目的 应用ACL-TOP300全自动凝血仪建立人凝血因子Ⅷ效价测定方法并验证。方法 根据基于人凝血因子Ⅷ国家标准拟修订中国药典2020年版三部一期法要求，应用ACL-TOP300全自动凝血仪建立符合修订要求的人凝血因子Ⅷ效价测定方法，并与同类型设备比较置信区间、可信限率、误差项和平行管重复性。结果 建立的方法准确度和精密度良好；方法回收率为91.0%~96.4%，重复性和精密度的相对标准偏差均<5%；与主流检测设备相比，ACL-TOP300具有平行管差异小、误差项小和置信区间窄的特点。结论 用ACL-TOP300全自动凝血仪建立的人凝血因子Ⅷ效价测定方法的准确度、精密度、置信区间和可靠性均满足中国药典2020年版三部修订稿和国家标准要求。
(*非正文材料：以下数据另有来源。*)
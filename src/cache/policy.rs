//! Decides whether responses may be stored and whether stored entries may be served.

use chrono::{DateTime, Utc};
use std::collections::BTreeSet;
use std::time::Duration;

use super::traits::CacheEntry;
use crate::config::CacheConfig;
use crate::http::{HttpRequest, HttpResponse};

/// Heuristic freshness is a tenth of the `Date - Last-Modified` age.
const HEURISTIC_DIVISOR: u64 = 10;

/// Upper bound on any stored lifetime, whatever the server or config asks for.
pub const MAX_LIFETIME: Duration = Duration::from_secs(365 * 24 * 60 * 60);

#[derive(Debug, Clone)]
pub struct CachePolicy {
  pub force_cache: bool,
  pub cacheable_methods: BTreeSet<String>,
  pub cacheable_status_codes: BTreeSet<u16>,
  pub allow_heuristics: bool,
  pub allow_stale: bool,
  /// Configured TTL
  pub ttl: Duration,
}

impl CachePolicy {
  pub fn from_config(config: &CacheConfig) -> Self {
    Self {
      force_cache: config.force_cache,
      cacheable_methods: config.cacheable_methods.clone(),
      cacheable_status_codes: config.cacheable_status_codes.clone(),
      allow_heuristics: config.allow_heuristics,
      allow_stale: config.allow_stale,
      ttl: config.ttl(),
    }
  }

  fn method_allowed(&self, request: &HttpRequest) -> bool {
    self
      .cacheable_methods
      .contains(&request.method.to_uppercase())
  }

  /// Whether a cached entry may be consulted for this request at all.
  pub fn may_serve(&self, request: &HttpRequest) -> bool {
    if !self.method_allowed(request) {
      return false;
    }
    if self.force_cache {
      return true;
    }
    let directives = CacheControl::parse(request.header("cache-control"));
    !directives.no_store && !directives.no_cache
  }

  /// Whether a network response may be stored.
  ///
  /// Server directives forbidding storage are honored unless `force_cache` is set.
  pub fn is_cacheable(&self, request: &HttpRequest, response: &HttpResponse) -> bool {
    if !self.method_allowed(request) || !self.cacheable_status_codes.contains(&response.status) {
      return false;
    }
    if self.force_cache {
      return true;
    }
    let req = CacheControl::parse(request.header("cache-control"));
    let resp = CacheControl::parse(response.header("cache-control"));
    !req.no_store && !resp.no_store
  }

  /// How long a response stays fresh once stored.
  ///
  /// With `force_cache` the configured TTL wins; otherwise an explicit server
  /// directive wins. A zero lifetime means the response should not be stored.
  /// Lifetimes are capped at [`MAX_LIFETIME`].
  pub fn freshness_lifetime(&self, response: &HttpResponse) -> Duration {
    self.declared_lifetime(response).min(MAX_LIFETIME)
  }

  fn declared_lifetime(&self, response: &HttpResponse) -> Duration {
    if self.force_cache {
      return self.ttl;
    }

    let directives = CacheControl::parse(response.header("cache-control"));
    if directives.no_cache {
      return Duration::ZERO;
    }
    if let Some(secs) = directives.s_maxage.or(directives.max_age) {
      return Duration::from_secs(secs);
    }

    let date = response.header("date").and_then(parse_http_date);

    if let Some(expires) = response.header("expires") {
      // Unparseable Expires means already expired.
      return match (parse_http_date(expires), date) {
        (Some(expires), Some(date)) => non_negative(expires - date),
        (Some(expires), None) => non_negative(expires - Utc::now()),
        (None, _) => Duration::ZERO,
      };
    }

    if self.allow_heuristics {
      if let Some(last_modified) = response.header("last-modified").and_then(parse_http_date) {
        let reference = date.unwrap_or_else(Utc::now);
        let age = non_negative(reference - last_modified);
        return Duration::from_secs(age.as_secs() / HEURISTIC_DIVISOR).min(self.ttl);
      }
    }

    self.ttl
  }

  /// An entry is usable if it has not expired, or if stale reads are allowed.
  pub fn is_fresh(&self, entry: &CacheEntry, now: DateTime<Utc>) -> bool {
    !entry.is_expired(now) || self.allow_stale
  }
}

fn non_negative(d: chrono::Duration) -> Duration {
  d.to_std().unwrap_or(Duration::ZERO)
}

fn parse_http_date(value: &str) -> Option<DateTime<Utc>> {
  DateTime::parse_from_rfc2822(value.trim())
    .ok()
    .map(|dt| dt.with_timezone(&Utc))
}

/// The subset of Cache-Control directives the policy looks at.
#[derive(Debug, Default, Clone, PartialEq, Eq)]
struct CacheControl {
  no_store: bool,
  no_cache: bool,
  max_age: Option<u64>,
  s_maxage: Option<u64>,
}

impl CacheControl {
  fn parse(value: Option<&str>) -> Self {
    let mut cc = CacheControl::default();
    let Some(value) = value else {
      return cc;
    };

    for directive in value.split(',') {
      let directive = directive.trim();
      let (name, arg) = match directive.split_once('=') {
        Some((n, a)) => (n.trim(), Some(a.trim().trim_matches('"'))),
        None => (directive, None),
      };

      match name.to_ascii_lowercase().as_str() {
        "no-store" => cc.no_store = true,
        "no-cache" => cc.no_cache = true,
        "max-age" => cc.max_age = arg.and_then(|a| a.parse().ok()),
        "s-maxage" => cc.s_maxage = arg.and_then(|a| a.parse().ok()),
        _ => {}
      }
    }

    cc
  }
}

#[cfg(test)]
mod tests {
  use super::*;
  use url::Url;

  fn policy(force_cache: bool) -> CachePolicy {
    CachePolicy {
      force_cache,
      ..CachePolicy::from_config(&CacheConfig::default())
    }
  }

  fn get() -> HttpRequest {
    HttpRequest::get(Url::parse("https://example.com/v1/current.json?q=x").unwrap())
  }

  #[test]
  fn test_method_and_status_gate() {
    let p = policy(false);
    let ok = HttpResponse::new(200, "{}");
    assert!(p.is_cacheable(&get(), &ok));

    let mut post = get();
    post.method = "POST".to_string();
    assert!(!p.is_cacheable(&post, &ok));
    assert!(!p.may_serve(&post));

    assert!(!p.is_cacheable(&get(), &HttpResponse::new(503, "")));
    assert!(!p.is_cacheable(&get(), &HttpResponse::new(404, "")));
  }

  #[test]
  fn test_no_store_honored_unless_forced() {
    let resp = HttpResponse::new(200, "{}").with_header("Cache-Control", "private, no-store");
    assert!(!policy(false).is_cacheable(&get(), &resp));
    assert!(policy(true).is_cacheable(&get(), &resp));
  }

  #[test]
  fn test_request_no_cache_bypasses_lookup_unless_forced() {
    let req = get().with_header("Cache-Control", "no-cache");
    assert!(!policy(false).may_serve(&req));
    assert!(policy(true).may_serve(&req));
  }

  #[test]
  fn test_server_max_age_wins_without_force() {
    let resp = HttpResponse::new(200, "{}").with_header("Cache-Control", "public, max-age=120");
    assert_eq!(policy(false).freshness_lifetime(&resp), Duration::from_secs(120));
    assert_eq!(policy(true).freshness_lifetime(&resp), Duration::from_secs(900));
  }

  #[test]
  fn test_huge_lifetimes_capped() {
    let resp = HttpResponse::new(200, "{}")
      .with_header("Cache-Control", "max-age=100000000000000");
    assert_eq!(policy(false).freshness_lifetime(&resp), MAX_LIFETIME);

    let forced = CachePolicy {
      ttl: Duration::from_secs(u64::MAX),
      ..policy(true)
    };
    assert_eq!(forced.freshness_lifetime(&resp), MAX_LIFETIME);
  }

  #[test]
  fn test_s_maxage_preferred_over_max_age() {
    let resp =
      HttpResponse::new(200, "{}").with_header("Cache-Control", "max-age=60, s-maxage=30");
    assert_eq!(policy(false).freshness_lifetime(&resp), Duration::from_secs(30));
  }

  #[test]
  fn test_expires_relative_to_date() {
    let resp = HttpResponse::new(200, "{}")
      .with_header("Date", "Tue, 14 Nov 2023 22:13:20 GMT")
      .with_header("Expires", "Tue, 14 Nov 2023 22:18:20 GMT");
    assert_eq!(policy(false).freshness_lifetime(&resp), Duration::from_secs(300));

    let bad = HttpResponse::new(200, "{}").with_header("Expires", "0");
    assert_eq!(policy(false).freshness_lifetime(&bad), Duration::ZERO);
  }

  #[test]
  fn test_heuristic_freshness() {
    let resp = HttpResponse::new(200, "{}")
      .with_header("Date", "Tue, 14 Nov 2023 22:13:20 GMT")
      .with_header("Last-Modified", "Tue, 14 Nov 2023 22:03:20 GMT");
    // 10 minutes old -> 60 seconds
    assert_eq!(policy(false).freshness_lifetime(&resp), Duration::from_secs(60));

    let no_heuristics = CachePolicy {
      allow_heuristics: false,
      ..policy(false)
    };
    assert_eq!(no_heuristics.freshness_lifetime(&resp), Duration::from_secs(900));
  }

  #[test]
  fn test_heuristic_capped_by_ttl() {
    let resp = HttpResponse::new(200, "{}")
      .with_header("Date", "Tue, 14 Nov 2023 22:13:20 GMT")
      .with_header("Last-Modified", "Mon, 01 Jan 2018 00:00:00 GMT");
    assert_eq!(policy(false).freshness_lifetime(&resp), Duration::from_secs(900));
  }

  #[test]
  fn test_response_no_cache_means_zero_lifetime() {
    let resp = HttpResponse::new(200, "{}").with_header("Cache-Control", "no-cache");
    assert_eq!(policy(false).freshness_lifetime(&resp), Duration::ZERO);
  }

  #[test]
  fn test_is_fresh_respects_allow_stale() {
    let now = Utc::now();
    let expired = CacheEntry::new(
      HttpResponse::new(200, "{}"),
      now - chrono::Duration::seconds(120),
      Duration::from_secs(60),
    );
    assert!(!policy(false).is_fresh(&expired, now));

    let stale_ok = CachePolicy {
      allow_stale: true,
      ..policy(false)
    };
    assert!(stale_ok.is_fresh(&expired, now));
  }

  #[test]
  fn test_cache_control_parse() {
    let cc = CacheControl::parse(Some("Max-Age=\"45\", NO-STORE, must-revalidate"));
    assert_eq!(cc.max_age, Some(45));
    assert!(cc.no_store);
    assert!(!cc.no_cache);
  }
}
Objective  To establish and validate human coagulation factor Ⅷ (FⅧ) potency measurement method using ACL-TOP300 automatic coagulation analyzer. Methods  According to new requirements of one-stage clotting method in the amended Chinese pharmacopoeia 2020 (volume Ⅲ) based on FⅧ national standard, the performances of the instrument and new established method were evaluated, including confidence interval, confidence-limit rate, random error term and repeatability between parallel tubes. Results  The established method demonstrated good accuracy and precision. The standard recoveries were between 91.0% and 96.4%. The relative standard deviations of repeatability and intermediate precision were both lower than 5%. Compared with the mainstream device, ACL-TOP300 demonstrated higher repeatability between parallel tubes, lower random error terms and narrower confidence interval. Conclusion  The accuracy, precision, confidence interval, and repeatability of the established FⅧ potency measurement method using ACL-TOP300 automatic coagulation analyzer all meet requirements in the amended Chinese pharmacopoeia 2020 (volume Ⅲ), and national standard.